WHAT YOU ARE ASKED TO DO:
Extract from the entries below, exactly as given, only the lines from the line containing "over the cloud." to the line containing "let mut frame = [0u8; FRAME_LEN];", both lines included.

━━━ AVAILABLE RECORDS ━━━

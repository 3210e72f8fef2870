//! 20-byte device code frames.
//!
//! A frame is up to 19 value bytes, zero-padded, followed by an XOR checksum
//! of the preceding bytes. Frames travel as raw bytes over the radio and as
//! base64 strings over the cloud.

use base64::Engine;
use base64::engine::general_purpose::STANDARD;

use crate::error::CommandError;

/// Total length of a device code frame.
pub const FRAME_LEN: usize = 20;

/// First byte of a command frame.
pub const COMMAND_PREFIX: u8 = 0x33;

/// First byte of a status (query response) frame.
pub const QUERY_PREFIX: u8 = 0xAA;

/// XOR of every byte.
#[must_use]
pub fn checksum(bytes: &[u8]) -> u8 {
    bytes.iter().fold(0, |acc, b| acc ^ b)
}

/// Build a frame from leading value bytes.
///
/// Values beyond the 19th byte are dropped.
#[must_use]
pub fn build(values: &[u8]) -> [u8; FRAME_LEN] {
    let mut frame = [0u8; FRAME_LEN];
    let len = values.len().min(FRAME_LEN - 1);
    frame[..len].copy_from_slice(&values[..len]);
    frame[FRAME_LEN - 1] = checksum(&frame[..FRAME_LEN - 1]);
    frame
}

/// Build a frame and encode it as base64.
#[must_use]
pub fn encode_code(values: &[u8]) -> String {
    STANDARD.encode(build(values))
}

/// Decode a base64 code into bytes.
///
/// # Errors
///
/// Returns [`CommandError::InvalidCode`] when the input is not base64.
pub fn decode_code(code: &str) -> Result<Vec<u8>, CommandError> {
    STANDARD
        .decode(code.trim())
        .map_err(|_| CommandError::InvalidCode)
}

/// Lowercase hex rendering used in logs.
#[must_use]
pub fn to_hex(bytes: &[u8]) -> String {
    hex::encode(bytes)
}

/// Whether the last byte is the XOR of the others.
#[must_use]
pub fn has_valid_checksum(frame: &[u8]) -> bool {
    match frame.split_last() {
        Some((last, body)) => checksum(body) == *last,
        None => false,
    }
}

━━━
━━━ AVAILABLE RECORDS ━━━

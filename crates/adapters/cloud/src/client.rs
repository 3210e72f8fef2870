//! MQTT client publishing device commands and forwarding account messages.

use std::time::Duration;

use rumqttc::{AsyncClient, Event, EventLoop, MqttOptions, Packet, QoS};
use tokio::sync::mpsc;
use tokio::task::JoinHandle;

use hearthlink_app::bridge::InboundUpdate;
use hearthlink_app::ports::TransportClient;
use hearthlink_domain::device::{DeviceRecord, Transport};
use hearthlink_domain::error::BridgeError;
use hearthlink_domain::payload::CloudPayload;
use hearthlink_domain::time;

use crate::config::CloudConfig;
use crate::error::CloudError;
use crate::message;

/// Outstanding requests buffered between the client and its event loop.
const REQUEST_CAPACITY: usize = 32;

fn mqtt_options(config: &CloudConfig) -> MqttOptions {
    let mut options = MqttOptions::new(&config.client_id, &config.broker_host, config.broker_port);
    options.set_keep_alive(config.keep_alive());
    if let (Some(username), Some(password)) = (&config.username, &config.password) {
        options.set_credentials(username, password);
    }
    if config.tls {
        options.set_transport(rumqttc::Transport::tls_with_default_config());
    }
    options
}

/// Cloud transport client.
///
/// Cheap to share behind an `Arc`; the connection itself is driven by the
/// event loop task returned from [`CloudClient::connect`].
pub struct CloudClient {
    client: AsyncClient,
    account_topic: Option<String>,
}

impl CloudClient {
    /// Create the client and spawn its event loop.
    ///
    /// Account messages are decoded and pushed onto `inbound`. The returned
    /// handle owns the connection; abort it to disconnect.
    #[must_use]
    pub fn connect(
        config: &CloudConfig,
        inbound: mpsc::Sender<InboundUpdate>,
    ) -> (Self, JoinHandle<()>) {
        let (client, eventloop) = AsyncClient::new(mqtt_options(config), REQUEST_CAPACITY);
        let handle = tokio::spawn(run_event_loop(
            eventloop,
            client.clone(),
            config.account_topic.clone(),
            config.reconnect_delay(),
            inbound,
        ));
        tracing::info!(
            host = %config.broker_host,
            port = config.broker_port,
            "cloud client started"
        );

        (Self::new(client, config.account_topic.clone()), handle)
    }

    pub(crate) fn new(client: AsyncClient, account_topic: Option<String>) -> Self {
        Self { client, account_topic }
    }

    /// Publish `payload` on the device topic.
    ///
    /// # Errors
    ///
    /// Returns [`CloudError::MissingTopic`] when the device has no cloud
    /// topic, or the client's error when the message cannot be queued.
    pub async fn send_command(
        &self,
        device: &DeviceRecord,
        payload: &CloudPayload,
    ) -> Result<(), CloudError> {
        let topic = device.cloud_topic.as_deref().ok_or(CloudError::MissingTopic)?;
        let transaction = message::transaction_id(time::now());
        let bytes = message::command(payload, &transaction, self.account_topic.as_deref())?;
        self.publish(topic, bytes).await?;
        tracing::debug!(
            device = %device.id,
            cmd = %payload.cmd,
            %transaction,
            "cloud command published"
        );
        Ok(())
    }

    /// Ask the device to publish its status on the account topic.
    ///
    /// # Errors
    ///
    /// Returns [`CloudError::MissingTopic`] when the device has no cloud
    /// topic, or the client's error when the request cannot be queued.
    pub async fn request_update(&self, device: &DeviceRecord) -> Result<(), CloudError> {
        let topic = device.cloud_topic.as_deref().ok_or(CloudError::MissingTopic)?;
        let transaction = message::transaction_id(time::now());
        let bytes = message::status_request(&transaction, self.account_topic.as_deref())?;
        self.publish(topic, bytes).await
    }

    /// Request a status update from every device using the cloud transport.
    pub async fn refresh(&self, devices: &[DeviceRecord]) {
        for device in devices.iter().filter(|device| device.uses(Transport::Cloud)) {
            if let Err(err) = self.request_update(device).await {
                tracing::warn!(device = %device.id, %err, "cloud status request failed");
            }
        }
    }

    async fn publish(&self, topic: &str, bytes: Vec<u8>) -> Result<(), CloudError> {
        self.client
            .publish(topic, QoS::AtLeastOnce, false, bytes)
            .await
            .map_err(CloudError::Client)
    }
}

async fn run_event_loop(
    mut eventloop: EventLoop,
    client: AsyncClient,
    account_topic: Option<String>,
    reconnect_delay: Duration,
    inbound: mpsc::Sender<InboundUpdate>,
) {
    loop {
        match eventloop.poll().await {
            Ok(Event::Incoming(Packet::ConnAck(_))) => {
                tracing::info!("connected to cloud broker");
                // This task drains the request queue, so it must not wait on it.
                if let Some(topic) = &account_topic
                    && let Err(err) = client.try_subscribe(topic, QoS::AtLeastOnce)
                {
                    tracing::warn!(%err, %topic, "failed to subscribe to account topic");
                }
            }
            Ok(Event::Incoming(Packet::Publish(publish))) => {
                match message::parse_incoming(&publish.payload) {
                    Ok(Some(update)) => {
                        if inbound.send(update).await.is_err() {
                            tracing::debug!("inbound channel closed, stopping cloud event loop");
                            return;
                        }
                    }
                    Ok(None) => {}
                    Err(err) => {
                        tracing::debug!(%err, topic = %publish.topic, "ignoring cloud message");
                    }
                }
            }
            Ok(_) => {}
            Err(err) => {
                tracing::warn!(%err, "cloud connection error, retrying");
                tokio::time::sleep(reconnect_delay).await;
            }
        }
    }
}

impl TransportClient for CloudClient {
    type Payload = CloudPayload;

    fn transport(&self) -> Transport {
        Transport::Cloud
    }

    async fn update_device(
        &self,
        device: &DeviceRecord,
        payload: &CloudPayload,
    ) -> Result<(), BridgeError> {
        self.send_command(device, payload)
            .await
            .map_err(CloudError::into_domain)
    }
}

━━━
━━━ AVAILABLE RECORDS ━━━

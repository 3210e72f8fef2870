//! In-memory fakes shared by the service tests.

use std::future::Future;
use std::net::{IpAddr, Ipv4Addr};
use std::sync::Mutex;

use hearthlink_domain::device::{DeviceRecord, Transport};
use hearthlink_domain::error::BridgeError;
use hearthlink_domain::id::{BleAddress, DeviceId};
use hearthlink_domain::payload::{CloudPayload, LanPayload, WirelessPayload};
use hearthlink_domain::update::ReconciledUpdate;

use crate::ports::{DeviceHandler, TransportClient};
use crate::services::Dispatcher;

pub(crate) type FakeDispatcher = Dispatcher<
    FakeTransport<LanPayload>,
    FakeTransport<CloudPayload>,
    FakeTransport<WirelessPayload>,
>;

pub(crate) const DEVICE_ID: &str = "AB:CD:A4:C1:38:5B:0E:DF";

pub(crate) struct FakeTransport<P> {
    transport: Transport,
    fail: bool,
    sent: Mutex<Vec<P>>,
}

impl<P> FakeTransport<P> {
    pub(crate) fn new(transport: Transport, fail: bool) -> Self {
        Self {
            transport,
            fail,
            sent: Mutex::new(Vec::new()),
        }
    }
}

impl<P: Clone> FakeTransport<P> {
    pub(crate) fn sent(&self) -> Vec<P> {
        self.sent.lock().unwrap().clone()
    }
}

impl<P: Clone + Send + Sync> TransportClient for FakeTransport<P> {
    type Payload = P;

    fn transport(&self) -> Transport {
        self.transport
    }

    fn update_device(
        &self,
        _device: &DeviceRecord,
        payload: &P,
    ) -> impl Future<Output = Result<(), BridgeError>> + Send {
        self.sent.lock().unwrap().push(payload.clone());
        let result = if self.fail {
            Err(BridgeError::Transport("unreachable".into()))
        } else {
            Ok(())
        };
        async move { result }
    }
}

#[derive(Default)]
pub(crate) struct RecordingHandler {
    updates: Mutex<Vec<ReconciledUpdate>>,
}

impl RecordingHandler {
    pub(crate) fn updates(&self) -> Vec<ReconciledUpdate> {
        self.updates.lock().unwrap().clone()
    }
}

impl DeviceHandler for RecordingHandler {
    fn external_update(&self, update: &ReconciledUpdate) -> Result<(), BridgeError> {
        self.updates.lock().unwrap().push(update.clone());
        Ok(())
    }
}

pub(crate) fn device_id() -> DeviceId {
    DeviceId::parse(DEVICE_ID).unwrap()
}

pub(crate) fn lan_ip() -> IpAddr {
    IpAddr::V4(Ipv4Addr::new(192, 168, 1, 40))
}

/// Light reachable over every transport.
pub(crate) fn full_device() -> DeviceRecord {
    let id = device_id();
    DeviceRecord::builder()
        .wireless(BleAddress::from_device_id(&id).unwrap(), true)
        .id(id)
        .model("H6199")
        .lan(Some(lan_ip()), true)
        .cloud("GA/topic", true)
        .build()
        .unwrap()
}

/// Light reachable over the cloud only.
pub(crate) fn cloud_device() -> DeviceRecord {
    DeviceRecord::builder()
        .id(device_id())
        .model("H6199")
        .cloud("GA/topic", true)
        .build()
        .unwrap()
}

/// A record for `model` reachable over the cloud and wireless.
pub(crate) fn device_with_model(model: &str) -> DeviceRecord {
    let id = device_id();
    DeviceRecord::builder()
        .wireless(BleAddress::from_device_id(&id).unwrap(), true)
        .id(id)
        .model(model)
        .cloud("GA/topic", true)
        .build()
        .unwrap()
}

━━━

TASK RESULT:
//! base64 strings over the cloud.

use base64::Engine;
use base64::engine::general_purpose::STANDARD;

use crate::error::CommandError;

/// Total length of a device code frame.
pub const FRAME_LEN: usize = 20;

/// First byte of a command frame.
pub const COMMAND_PREFIX: u8 = 0x33;

/// First byte of a status (query response) frame.
pub const QUERY_PREFIX: u8 = 0xAA;

/// XOR of every byte.
#[must_use]
pub fn checksum(bytes: &[u8]) -> u8 {
    bytes.iter().fold(0, |acc, b| acc ^ b)
}

/// Build a frame from leading value bytes.
///
/// Values beyond the 19th byte are dropped.
#[must_use]
pub fn build(values: &[u8]) -> [u8; FRAME_LEN] {
    let mut frame = [0u8; FRAME_LEN];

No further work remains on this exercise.